Asıl davada davalı vekili, davacının taahhüt etmiş olduğu malın tamamını teslim etmediğini, teslim etmiş olduğu malı da geç teslim ettiğini savunarak davanın reddi ile % 40 oranında kötü niyet tazminatına karar verilmesini istemiştir.
Karşı davada davacı vekili, asıl davacının teslim etmesi gereken malı zamanında teslim etmemesi sebebiyle zararlarının oluştuğunu iddia ederek fazlaya ilişkin hakları saklı kalmak kaydıyla şimdilik 10.000,00 USD menfi zarar, 3.000,00 USD yoksun kalınan kar, 8.085,00 USD fazladan yapılan masraf olmak üzere toplam 21.085,00 USD zararın dava tarihinden itibaren işleyecek döviz mevduatlarına uygulanan en yüksek faizi ile birlikte davacı-karşı davalıdan tahsiline, davacı-karşı davalının asıl davada haklı çıkması durumunda ise mahsup ve takasın yapılmasına karar verilmesini talep ve dava etmiştir.
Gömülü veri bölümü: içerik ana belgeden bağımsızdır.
use std::env;
use std::str::FromStr;

use thiserror::Error;

pub const DEFAULT_WORKERS: usize = 5;
pub const DEFAULT_THREADS: usize = 5;
pub const DEFAULT_PORT: u16 = 3000;
pub const DEFAULT_ENVIRONMENT: &str = "development";

// Each setting is read from the first variable that is set. The second names
// are the ones older Puma/Rails deployments of this app export.
const WORKERS_KEYS: &[&str] = &["WEB_WORKERS", "PUMA_WORKERS"];
const THREADS_KEYS: &[&str] = &["WEB_THREADS", "PUMA_THREADS"];
const PORT_KEYS: &[&str] = &["PORT"];
const ENVIRONMENT_KEYS: &[&str] = &["APP_ENV", "RAILS_ENV"];

#[derive(Debug, Error)]
pub enum ConfigError {
    #[error("environment variable {0} not set")]
    Missing(&'static str),
    #[error("environment variable {key} has invalid value {value:?}")]
    Invalid { key: &'static str, value: String },
}

#[derive(Clone, Debug)]
pub struct EnvConfig {
    pub database: DatabaseConfig,
    pub server: ServerConfig,
}

#[derive(Clone, Debug)]
pub struct DatabaseConfig {
    pub primary_url: String,
    /// Read replica. Reads are routed here whenever it is set.
    pub follower_url: Option<String>,
    /// Connections per worker pool.
    pub pool_size: u32,
}

#[derive(Clone, Debug)]
pub struct ServerConfig {
    pub workers: usize,
    pub threads: usize,
    pub port: u16,
    pub environment: String,
}

impl EnvConfig {
    pub fn from_env() -> Result<Self, ConfigError> {
        dotenv::dotenv().ok();
        Self::from_lookup(|key| env::var(key).ok())
    }

    /// Builds the config from any key lookup, so tests can feed a map.
    pub fn from_lookup<F>(lookup: F) -> Result<Self, ConfigError>
    where
        F: Fn(&str) -> Option<String>,
    {
        let primary_url = lookup("DATABASE_URL")
            .filter(|v| !v.trim().is_empty())
            .ok_or(ConfigError::Missing("DATABASE_URL"))?;

        let server = ServerConfig {
            workers: parse_or(&lookup, WORKERS_KEYS, DEFAULT_WORKERS)?,
            threads: parse_or(&lookup, THREADS_KEYS, DEFAULT_THREADS)?,
            port: parse_or(&lookup, PORT_KEYS, DEFAULT_PORT)?,
            environment: first_set(&lookup, ENVIRONMENT_KEYS)
                .map(|(_, value)| value)
                .unwrap_or_else(|| DEFAULT_ENVIRONMENT.to_string()),
        };

        Ok(EnvConfig {
            database: DatabaseConfig {
                primary_url,
                follower_url: follower_url(&lookup),
                pool_size: server.threads as u32,
            },
            server,
        })
    }
}

/// The follower is named by a colour; its URL lives in
/// `HEROKU_POSTGRESQL_<COLOR>_URL`. A blank URL counts as no follower.
fn follower_url<F>(lookup: &F) -> Option<String>
where
    F: Fn(&str) -> Option<String>,
{
    let color = lookup("DATABASE_FOLLOWER_COLOR")?.trim().to_uppercase();
    if color.is_empty() {
        return None;
    }

    lookup(&format!("HEROKU_POSTGRESQL_{}_URL", color)).filter(|url| !url.trim().is_empty())
}

fn first_set<F>(lookup: &F, keys: &[&'static str]) -> Option<(&'static str, String)>
where
    F: Fn(&str) -> Option<String>,
{
    keys.iter().find_map(|&key| lookup(key).map(|value| (key, value)))
}

fn parse_or<F, T>(lookup: &F, keys: &[&'static str], default: T) -> Result<T, ConfigError>
where
    F: Fn(&str) -> Option<String>,
    T: FromStr,
{
    match first_set(lookup, keys) {
        None => Ok(default),
        Some((key, value)) => value
            .trim()
            .parse()
            .map_err(|_| ConfigError::Invalid { key, value }),
    }
}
Karşı davada davalı vekili, davanın reddini istemiştir.
Mahkemece, alınan bilirkişi kök ve raporlarına itibar edilerek asıl davada, taraflar arasında yapılan sözleşme ile davacının .....’dan ihraç yolu ile satıp davalıya teslim etmeyi taahhüt ettiği 308.000,00 USD kıymetindeki ürünün yalnızca 119.425,99 USD’lik kısmını satıp teslim ettiği, dolayısıyla teslim edilen kısım yönünden alacağa hak kazandığı, hak kazanılan bu bakiye alacağın 42.507,19 USD’lik kısmının davalı tarafça ödenmediği, karşı davada ise, davacı-karşı davalının teslimatını yapmış olduğu ürünleri geç teslim ettiği, bu sebeple sözleşmenin 7.1 maddesi hükmü uyarınca davalı-karşı davacının 11.943,59 USD cezai şart alacağına hak kazandığı, bununla birlikte davalı-karşı davacının teslim edilen kısma ilişkin bakiye alacağı ödemediğinden asıl davaya konu takibin başlatılmasına sebebiyet verdiği, bu sebeple ödememe olgusunun geriye kalan sevkiyatın durdurulmasına sebep olduğu yönündeki davacı-karşı davalı savunmasına itibar edildiği, bu meyanda davalı-karşı davacının piyasadan mal teslim etmesi sebebiyle uğramış olduğunu iddia ettiği zararı isteyemeyeceği gerekçesiyle asıl davanın kabulüne, karşı davanın kısmen kabul, kısmen reddine karar verilmiş, hüküm taraf vekillerince temyiz edilmiştir.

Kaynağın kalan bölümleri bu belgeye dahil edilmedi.